グループ会社で赤字会社があった場合、合併することによって節税効果が得られることもあります。ただし、一定の要件がありますので実行には専門家にご相談を。

今村 仁

執筆者:今村 仁

中小企業・個人事業主の節税対策ガイド

赤字会社と適格合併を行うと・・・

適格合併赤字会社と適格合併を行うと、被合併法人がもつ繰越欠損金を引き継ぐことができます(原則としてこのとおりですが、企業グループ内企業組織再編では一部制限を受ける場合があります)。

例えば、多額の繰越欠損金のある関係会社を利益のある会社が合併したような場合には、利益と繰越欠損金が相殺できます。

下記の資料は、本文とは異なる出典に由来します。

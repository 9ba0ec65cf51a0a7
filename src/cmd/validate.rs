use super::{resolve_params, EXIT_CONFIG, EXIT_INVALID_WORD};
use crate::reports;
use clap::{ArgMatches, Args};
use std::process;
use tracing::error;
use wordforge::{EvolutionParams, Target};

#[derive(Args, Debug, Clone)]
pub struct ValidateArgs {
    #[command(flatten)]
    pub params: EvolutionParams,

    #[arg(short, long)]
    pub word: String,

    #[arg(short, long)]
    pub config: Option<String>,
}

/// Checks the word and parameters without running the search.
pub fn run(args: ValidateArgs, matches: &ArgMatches) {
    let target = Target::parse(&args.word).unwrap_or_else(|e| {
        error!("{}", e);
        println!("[!] Invalid word. Uppercase ASCII letters only.");
        process::exit(EXIT_INVALID_WORD);
    });

    let params = resolve_params(&args.params, args.config.as_deref(), matches).unwrap_or_else(|e| {
        error!("{}", e);
        println!("[!] {}", e);
        process::exit(EXIT_CONFIG);
    });

    println!("[*] Configuration is valid.");
    reports::print_run_summary(&target, &params);
}
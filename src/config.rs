use crate::error::{WfResult, WordForgeError};
use clap::{parser::ValueSource, ArgMatches, Args};
use serde::{Deserialize, Serialize};
use std::fs;
use std::path::Path;

pub const DEFAULT_POPULATION_SIZE: usize = 256;
pub const DEFAULT_MUTATION_PROBABILITY: f64 = 0.1;
pub const DEFAULT_MAX_EPOCHS: usize = 50_000;
pub const DEFAULT_PRINT_GRANULARITY: usize = 100;

/// Parameters of the evolutionary loop.
///
/// Set once before a run starts and read-only afterwards. Values come from
/// (in increasing priority) the built-in defaults, an optional JSON file,
/// and flags typed on the command line.
#[derive(Args, Debug, Clone, PartialEq, Serialize, Deserialize)]
#[serde(default)]
pub struct EvolutionParams {
    /// Number of organisms per generation. Must be even and positive.
    #[arg(long, default_value_t = DEFAULT_POPULATION_SIZE)]
    pub population_size: usize,

    /// Per-organism probability of a point mutation after each epoch.
    #[arg(long, default_value_t = DEFAULT_MUTATION_PROBABILITY)]
    pub mutation_probability: f64,

    #[arg(long, default_value_t = DEFAULT_MAX_EPOCHS)]
    pub max_epochs: usize,

    /// Emit a progress event every N epochs.
    #[arg(long, default_value_t = DEFAULT_PRINT_GRANULARITY)]
    pub print_granularity: usize,

    /// Fixed RNG seed for reproducible runs.
    #[arg(short = 'S', long)]
    pub seed: Option<u64>,
}

impl Default for EvolutionParams {
    fn default() -> Self {
        Self {
            population_size: DEFAULT_POPULATION_SIZE,
            mutation_probability: DEFAULT_MUTATION_PROBABILITY,
            max_epochs: DEFAULT_MAX_EPOCHS,
            print_granularity: DEFAULT_PRINT_GRANULARITY,
            seed: None,
        }
    }
}

impl EvolutionParams {
    pub fn validate(&self) -> WfResult<()> {
        if self.population_size == 0 {
            return Err(WordForgeError::Config(
                "population_size must be positive".to_string(),
            ));
        }
        if self.population_size % 2 != 0 {
            return Err(WordForgeError::Config(format!(
                "population_size must be even (parents breed in pairs), got {}",
                self.population_size
            )));
        }
        // NaN fails the range check as well.
        if !(0.0..=1.0).contains(&self.mutation_probability) {
            return Err(WordForgeError::Config(format!(
                "mutation_probability must be within [0, 1], got {}",
                self.mutation_probability
            )));
        }
        if self.print_granularity == 0 {
            return Err(WordForgeError::Config(
                "print_granularity must be positive".to_string(),
            ));
        }
        Ok(())
    }

    pub fn load_from_file<P: AsRef<Path>>(path: P) -> WfResult<Self> {
        let content = fs::read_to_string(path)?;
        Ok(serde_json::from_str(&content)?)
    }

    /// Overlays the flags that were explicitly typed on the command line.
    pub fn merge_from_cli(&mut self, cli_params: &EvolutionParams, matches: &ArgMatches) {
        macro_rules! update_if_present {
            ($field:ident) => {
                if matches.value_source(stringify!($field)) == Some(ValueSource::CommandLine) {
                    self.$field = cli_params.$field.clone();
                }
            };
        }

        update_if_present!(population_size);
        update_if_present!(mutation_probability);
        update_if_present!(max_epochs);
        update_if_present!(print_granularity);
        update_if_present!(seed);
    }

    pub fn rng(&self) -> fastrand::Rng {
        match self.seed {
            Some(s) => fastrand::Rng::with_seed(s),
            None => fastrand::Rng::new(),
        }
    }
}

そして、従来払うべきであった税金分だけ、会社に内部留保できることになります。

そして引き継いだ繰越欠損金はさらに、翌年以後にも繰り越していけます。

一方、現在は合併により含み益のある資産が移転する場合には、その含み益に対して原則として課税(時価で譲渡があったものとみなす)することになっています。

しかし、この適格合併であれば、課税を繰り延べようということになっています。

適格合併とは

適格合併は、大きく次の2種類になります。
(1) 企業グループ内の合併
(2) 共同事業を営むための合併

(1)はさらにイ)100%支配関係にある企業間の合併と、ロ)50%超100%未満の支配関係にある企業間で行われる合併に区分されます。ロ)では、さらに事業や従業員の継続要件などが加わり、より厳しくなります。

(2)ではさらに詳細の要件を満たす必要があります。

100%支配関係にある会社同士での合併は、その100%を維持するだけで適格となります。

包括否認規定?

このようにすばらしい適格合併ですが注意点もあります。ただ単に節税だけを目的であると認定された場合には、形式的には適格合併であっても繰越欠損金の引き継ぎが認められないこともあります。これを、包括否認規定といいます。

慎重になりすぎることはありませんが、実行には専門家とよく相談されることをお勧めします。